- [Exercise goal] Here are some records; copy every line that holds the word "SequenceMatcher".

- [Dataset]
⁂

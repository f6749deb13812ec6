//! Text differ: line-level and character-level edits between two strings.
//!
//! Lengths and offsets count Unicode scalar values, not bytes.

use crate::diff::model::{
    CharChangeKind, CharacterChange, LineChangeKind, LineDifference, TextDiff, TextDiffDetails,
};
use crate::diff::sequence::{OpTag, SequenceMatcher};

/// Characters that end a line, besides `\r\n`
const LINE_BREAKS: &[char] = &[
    '\n', '\r', '\u{0b}', '\u{0c}', '\u{1c}', '\u{1d}', '\u{1e}', '\u{85}', '\u{2028}', '\u{2029}',
];

/// Compare two texts
///
/// Byte-identical inputs short-circuit to `{identical: true}`. Otherwise the
/// line and character alignments are computed independently and may disagree
/// on exact boundaries.
pub fn diff_text(original: &str, exported: &str) -> TextDiff {
    if original == exported {
        return TextDiff::identical();
    }

    let orig_chars: Vec<char> = original.chars().collect();
    let exp_chars: Vec<char> = exported.chars().collect();

    TextDiff {
        identical: false,
        details: Some(TextDiffDetails {
            original_length: orig_chars.len(),
            exported_length: exp_chars.len(),
            length_difference: exp_chars.len() as i64 - orig_chars.len() as i64,
            line_differences: line_differences(original, exported),
            character_changes: character_changes(&orig_chars, &exp_chars),
        }),
    }
}

/// Removed and added lines, in edit-script order, without context
pub fn line_differences(original: &str, exported: &str) -> Vec<LineDifference> {
    let a = split_lines_keep_ends(original);
    let b = split_lines_keep_ends(exported);

    let removed = |line: &str| LineDifference {
        kind: LineChangeKind::Removed,
        content: strip_line_break(line).to_string(),
    };
    let added = |line: &str| LineDifference {
        kind: LineChangeKind::Added,
        content: strip_line_break(line).to_string(),
    };

    let mut out = Vec::new();
    for op in SequenceMatcher::new(&a, &b).opcodes() {
        match op.tag {
            OpTag::Equal => {}
            OpTag::Delete => out.extend(a[op.i1..op.i2].iter().map(|l| removed(l))),
            OpTag::Insert => out.extend(b[op.j1..op.j2].iter().map(|l| added(l))),
            OpTag::Replace => {
                out.extend(a[op.i1..op.i2].iter().map(|l| removed(l)));
                out.extend(b[op.j1..op.j2].iter().map(|l| added(l)));
            }
        }
    }
    out
}

/// Non-equal spans of the character alignment
pub fn character_changes(original: &[char], exported: &[char]) -> Vec<CharacterChange> {
    SequenceMatcher::new(original, exported)
        .opcodes()
        .into_iter()
        .filter_map(|op| {
            let kind = match op.tag {
                OpTag::Equal => return None,
                OpTag::Replace => CharChangeKind::Replace,
                OpTag::Delete => CharChangeKind::Delete,
                OpTag::Insert => CharChangeKind::Insert,
            };
            Some(CharacterChange {
                kind,
                original_text: original[op.i1..op.i2].iter().collect(),
                exported_text: exported[op.j1..op.j2].iter().collect(),
                original_position: op.i1,
                exported_position: op.j1,
            })
        })
        .collect()
}

/// Split into lines, keeping each line's terminator
///
/// `\r\n` counts as one terminator. A trailing terminator does not produce
/// an empty final line.
pub fn split_lines_keep_ends(s: &str) -> Vec<&str> {
    let mut lines = Vec::new();
    let mut start = 0;
    let mut iter = s.char_indices().peekable();

    while let Some((idx, c)) = iter.next() {
        if !LINE_BREAKS.contains(&c) {
            continue;
        }
        let mut end = idx + c.len_utf8();
        if c == '\r' {
            if let Some(&(next_idx, '\n')) = iter.peek() {
                end = next_idx + 1;
                iter.next();
            }
        }
        lines.push(&s[start..end]);
        start = end;
    }
    if start < s.len() {
        lines.push(&s[start..]);
    }
    lines
}

fn strip_line_break(line: &str) -> &str {
    line.strip_suffix("\r\n")
        .or_else(|| line.strip_suffix(LINE_BREAKS))
        .unwrap_or(line)
}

⁂

- [Result]
use crate::diff::sequence::{OpTag, SequenceMatcher};
    for op in SequenceMatcher::new(&a, &b).opcodes() {
    SequenceMatcher::new(original, exported)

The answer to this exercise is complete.